Public transport is a booming business in the Middle East. Over the next decade, Abu Dhabi, Mecca and Kuwait City will all have new rail links and metro systems, and capitals across the region are lining up to fund similar car-free alternatives for getting from Point A to Point B. The question now: how to put people in the seats?
This week's gathering of transport experts in Abu Dhabi offered a reminder that while tracks can be laid, routes added and budgets allocated, the hardest part of selling a new transport scheme is dispelling the myth that only poor people will use it.
"We need to find a way to change the perception of public transport for the new generations," said Khalid Hashim, an executive director at the Abu Dhabi Department of Transportation.
There are multiple ways to do this, first with policy and second with education.
On the policy front, the Emirates, and the capital in particular, have made progress. Abu Dhabi's Mawaqif parking scheme, for one, has forced drivers to consider alternative options. More people are taking the bus in the capital than ever before.
But hard work remains. A comprehensive overhaul of Abu Dhabi's surface transport strategy will mean more people on the street, walking to catch the bus or a train. Yet pedestrian options remain dismal, walkways and underpasses are few, and zebra stripes are hazardous to cross even during off hours. In some parts of the capital, jaywalkers are policed more aggressively than speeding drivers.

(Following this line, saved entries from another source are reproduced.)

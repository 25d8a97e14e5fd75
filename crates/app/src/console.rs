//! Line-oriented front end: renders quiz events and turns stdin lines into actions.

use std::time::Duration;

use flagquiz_core::model::{OptionKey, SessionEpoch};
use services::{QuizEvent, QuizService, RoundState};
use storage::AssetResolver;
use tokio::io::{AsyncBufReadExt, BufReader};
use tokio::time::{Instant, sleep};

#[derive(Debug, Clone, PartialEq, Eq)]
enum Input {
    /// Zero-based slot index.
    Guess(usize),
    Restart,
    SetOption(OptionKey, String),
    Regions,
    Help,
    Quit,
    Unknown(String),
}

impl Input {
    fn parse(line: &str) -> Self {
        let line = line.trim();
        if let Ok(number) = line.parse::<usize>() {
            return match number.checked_sub(1) {
                Some(slot) => Self::Guess(slot),
                None => Self::Unknown(line.to_owned()),
            };
        }

        let (command, rest) = line.split_once(' ').unwrap_or((line, ""));
        match (command, rest.trim()) {
            (":restart", _) => Self::Restart,
            (":choices", value) if !value.is_empty() => {
                Self::SetOption(OptionKey::NumberOfChoices, value.to_owned())
            }
            (":region", value) if !value.is_empty() => {
                Self::SetOption(OptionKey::Region, value.to_owned())
            }
            (":regions", _) => Self::Regions,
            (":help" | "?", _) => Self::Help,
            (":quit" | ":q", _) => Self::Quit,
            _ => Self::Unknown(line.to_owned()),
        }
    }
}

fn print_help() {
    println!("Type the number of your answer, or one of:");
    println!("  :choices <2|4|6|8>   change the number of choices (restarts the quiz)");
    println!("  :region <name|All>   quiz on one region only (restarts the quiz)");
    println!("  :regions             list available regions");
    println!("  :restart             start a new quiz");
    println!("  :quit                exit");
}

fn print_choices(round: &RoundState) {
    for (i, slot) in round.slots().iter().enumerate() {
        if slot.is_enabled() {
            println!("  {}) {}", i + 1, slot.label());
        } else {
            println!("  {}) ----", i + 1);
        }
    }
}

/// Print `events`; returns the advance the caller must schedule, if any.
async fn render(
    quiz: &QuizService,
    assets: &dyn AssetResolver,
    events: &[QuizEvent],
) -> Option<(SessionEpoch, Duration)> {
    let mut scheduled = None;
    for event in events {
        match event {
            QuizEvent::SessionReset { epoch, reason } => {
                log::debug!("session {epoch} reset: {reason:?}");
                println!();
                println!("Starting a new quiz ({} region).", quiz.settings().region());
            }
            QuizEvent::ChoicesUpdated { visible, rows } => {
                log::debug!("showing {visible} choices in {rows} rows");
            }
            QuizEvent::RoundStarted {
                asset_id,
                question_number,
                total,
                ..
            } => {
                println!();
                println!("Question {question_number} of {total}");
                match quiz.prompt_asset(assets).await {
                    Some(asset) => println!("[flag {asset_id}, {} bytes]", asset.bytes.len()),
                    None => println!("[flag {asset_id} unavailable]"),
                }
                if let Some(session) = quiz.session() {
                    print_choices(session.round());
                }
            }
            QuizEvent::GuessFeedback { correct, label, .. } => {
                if *correct {
                    println!("{label}!");
                } else {
                    println!("Incorrect!");
                    if let Some(session) = quiz.session() {
                        print_choices(session.round());
                    }
                }
            }
            QuizEvent::AdvanceScheduled { epoch, delay } => scheduled = Some((*epoch, *delay)),
            QuizEvent::SessionComplete {
                total_guesses,
                correct_guesses,
                score,
            } => {
                println!();
                println!(
                    "{correct_guesses} flags in {total_guesses} guesses: score {score:.2}"
                );
                println!("Type :restart to play again.");
            }
        }
    }
    scheduled
}

/// Run the quiz until stdin closes or the player quits.
///
/// The advance timer lives here. A reset does not cancel it; when it fires for an
/// old epoch the service discards it.
///
/// # Errors
///
/// Returns stdin failures and quiz errors that are not recoverable by the player.
pub async fn play(
    mut quiz: QuizService,
    assets: &dyn AssetResolver,
) -> Result<(), Box<dyn std::error::Error>> {
    let mut lines = BufReader::new(tokio::io::stdin()).lines();
    let mut pending: Option<SessionEpoch> = None;
    let timer = sleep(Duration::ZERO);
    tokio::pin!(timer);

    let events = quiz.start()?;
    render(&quiz, assets, &events).await;
    print_help();

    loop {
        tokio::select! {
            () = &mut timer, if pending.is_some() => {
                if let Some(epoch) = pending.take() {
                    let events = quiz.advance(epoch)?;
                    render(&quiz, assets, &events).await;
                }
            }
            line = lines.next_line() => {
                let Some(line) = line? else {
                    break;
                };
                let result = match Input::parse(&line) {
                    Input::Guess(slot) => quiz.guess(slot),
                    Input::Restart => quiz.restart(),
                    Input::SetOption(key, value) => quiz.change_option(key, &value),
                    Input::Regions => {
                        println!("Regions: All, {}", quiz.catalog().categories().join(", "));
                        continue;
                    }
                    Input::Help => {
                        print_help();
                        continue;
                    }
                    Input::Quit => break,
                    Input::Unknown(raw) => {
                        println!("Not understood: {raw:?} (type :help)");
                        continue;
                    }
                };

                match result {
                    Ok(events) => {
                        if let Some((epoch, delay)) = render(&quiz, assets, &events).await {
                            pending = Some(epoch);
                            timer.as_mut().reset(Instant::now() + delay);
                        }
                    }
                    Err(err) => println!("{err}"),
                }
            }
        }
    }

    Ok(())
}

#[cfg(test)]
mod tests {
    use super::*;

    #[test]
    fn numbers_are_one_based_guesses() {
        assert_eq!(Input::parse("1"), Input::Guess(0));
        assert_eq!(Input::parse(" 8 "), Input::Guess(7));
        assert_eq!(Input::parse("0"), Input::Unknown("0".into()));
    }

    #[test]
    fn option_commands_carry_raw_values() {
        assert_eq!(
            Input::parse(":choices 6"),
            Input::SetOption(OptionKey::NumberOfChoices, "6".into())
        );
        assert_eq!(
            Input::parse(":region North America"),
            Input::SetOption(OptionKey::Region, "North America".into())
        );
        assert_eq!(Input::parse(":region"), Input::Unknown(":region".into()));
    }

    #[test]
    fn control_commands() {
        assert_eq!(Input::parse(":restart"), Input::Restart);
        assert_eq!(Input::parse(":regions"), Input::Regions);
        assert_eq!(Input::parse(":q"), Input::Quit);
        assert_eq!(Input::parse("?"), Input::Help);
    }
}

We will not soon forget the image of Sheikh Mohammed Bin Rashid, Vice President of the UAE and Ruler of Dubai, taking the Dubai metro to a meeting in Deira last year. New York subway passengers also know to be on the lookout for their mayor, Michael Bloomberg, who is frequent user. But how many other high-profile people, in the UAE or around the world, grab a newspaper and let a professional do the driving? Not enough to change people's perception.
People of all income brackets will flock to public transport when the price is right, the options clean and plentiful, and the ride more convenient than driving. So far the scale is still tipped in the car's favour.